テオドールは、まっすぐにヴィルヘルムを見据えた。


「貴族の理不尽に晒され、行き場を失っていた彼女を、あなたは見捨てなかった。それがどれほどのことか、私には分かります」


その言葉には、商人として、そして貴族社会の理不尽さを誰よりも見てきた者としての、重い実感があった。
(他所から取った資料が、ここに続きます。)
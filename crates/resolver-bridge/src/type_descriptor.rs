// Copyright Exograph, Inc. All rights reserved.
//
// Use of this software is governed by the Business Source License
// included in the LICENSE file at the root of this repository.
//
// As of the Change Date specified in that file, in accordance with
// the Business Source License, use of this software will be governed
// by the Apache License, Version 2.0.

use std::fmt::Display;

use async_graphql_parser::types::{BaseType, Type};
use async_graphql_value::Name;
use common::value::Val;

use crate::{DeclarationError, declaration::is_valid_name};

pub(crate) const INT: &str = "Int";
pub(crate) const FLOAT: &str = "Float";
pub(crate) const STRING: &str = "String";
pub(crate) const BOOLEAN: &str = "Boolean";
pub(crate) const ID: &str = "ID";

/// The declared GraphQL type of an argument (or of a field's return value).
#[derive(Debug, Clone, PartialEq, Eq)]
pub struct TypeDescriptor(Type);

impl TypeDescriptor {
    /// Parse SDL notation such as `Int!` or `[String!]`.
    pub fn parse(sdl: &str) -> Result<Self, DeclarationError> {
        Type::new(sdl)
            .map(TypeDescriptor)
            .filter(|ty| is_valid_name(ty.underlying()))
            .ok_or_else(|| DeclarationError::InvalidType(sdl.to_string()))
    }

    pub fn named(name: &str, nullable: bool) -> Self {
        TypeDescriptor(Type {
            base: BaseType::Named(Name::new(name)),
            nullable,
        })
    }

    pub fn list(element: TypeDescriptor, nullable: bool) -> Self {
        TypeDescriptor(Type {
            base: BaseType::List(Box::new(element.0)),
            nullable,
        })
    }

    pub fn nullable(&self) -> bool {
        self.0.nullable
    }

    pub fn with_nullable(mut self, nullable: bool) -> Self {
        self.0.nullable = nullable;
        self
    }

    /// The type name, unless this is a list type.
    pub fn named_type(&self) -> Option<&str> {
        match &self.0.base {
            BaseType::Named(name) => Some(name.as_str()),
            BaseType::List(_) => None,
        }
    }

    pub fn list_element(&self) -> Option<TypeDescriptor> {
        match &self.0.base {
            BaseType::Named(_) => None,
            BaseType::List(element) => Some(TypeDescriptor(element.as_ref().clone())),
        }
    }

    /// The innermost named type (`Int` for `[[Int!]]`).
    pub fn underlying(&self) -> &str {
        fn underlying(ty: &Type) -> &str {
            match &ty.base {
                BaseType::Named(name) => name.as_str(),
                BaseType::List(element) => underlying(element),
            }
        }
        underlying(&self.0)
    }

    pub fn as_type(&self) -> &Type {
        &self.0
    }

    /// Whether the runtime kind of `val` fits this type.
    ///
    /// A top-level null is always accepted: nullability is enforced when the argument is read.
    /// Inside a list, null is accepted only if the element type is nullable.
    pub fn accepts(&self, val: &Val) -> bool {
        val.is_null() || accepts(&self.0, val)
    }

    /// How to report the kind of a value this type does not accept.
    pub(crate) fn rejected_kind(&self, val: &Val) -> String {
        match val {
            Val::Number(n) if self.named_type() == Some(INT) && n.is_integral() => {
                "Int(out of range)".to_string()
            }
            _ => val.kind_name().to_string(),
        }
    }
}

fn accepts(ty: &Type, val: &Val) -> bool {
    match (&ty.base, val) {
        (BaseType::List(element), Val::List(items)) => items.iter().all(|item| {
            if item.is_null() {
                element.nullable
            } else {
                accepts(element, item)
            }
        }),
        (BaseType::List(_), _) => false,
        (BaseType::Named(name), val) => match name.as_str() {
            INT => matches!(
                val,
                Val::Number(n) if n.as_i64().is_some_and(|n| i32::try_from(n).is_ok())
            ),
            FLOAT => matches!(val, Val::Number(_)),
            STRING => matches!(val, Val::String(_)),
            BOOLEAN => matches!(val, Val::Bool(_)),
            ID => matches!(val, Val::String(_)) || matches!(val, Val::Number(n) if n.is_integral()),
            // Custom scalars, enums and input objects: the engine has checked the shape against
            // the schema already
            _ => !matches!(val, Val::List(_)),
        },
    }
}

impl Display for TypeDescriptor {
    fn fmt(&self, f: &mut std::fmt::Formatter<'_>) -> std::fmt::Result {
        Display::fmt(&self.0, f)
    }
}

impl From<Type> for TypeDescriptor {
    fn from(ty: Type) -> Self {
        TypeDescriptor(ty)
    }
}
「私は、商いを通じて、多くの人と繋がりがあります。この国の裏の事情にも、多少は通じている」


「テオドール殿」


「もし、あなたが目指す道に、私の力が必要なら……いくらでも、お使いください」


その申し出に、ヴィルヘルムは深く頭を下げた。


「……ありがとうございます」


損得だけではない、人と人との繋がりが、また一つ形になった瞬間だった。



その平穏も、長くは続かなかった。


数日後、バルドゥインの陣から、新たな出陣命令が下った。


「次は、本格的な戦になる」


使者から伝えられた言葉に、ジークハルトの表情が険しくなった。


「相手は?」


「……とある小国を実効支配している、"化け物"だそうだ」


その言葉に、陣中がざわついた。


「奪ったものを吸収し、戦うたびに際限なく肥え太っていく、そんな噂の男らしい」


ヴィルヘルムの背筋に、これまでとは違う種類の緊張が走った。


(それは……ただの人間、なのか)


静かな予感が、胸の奥に影を落としていた。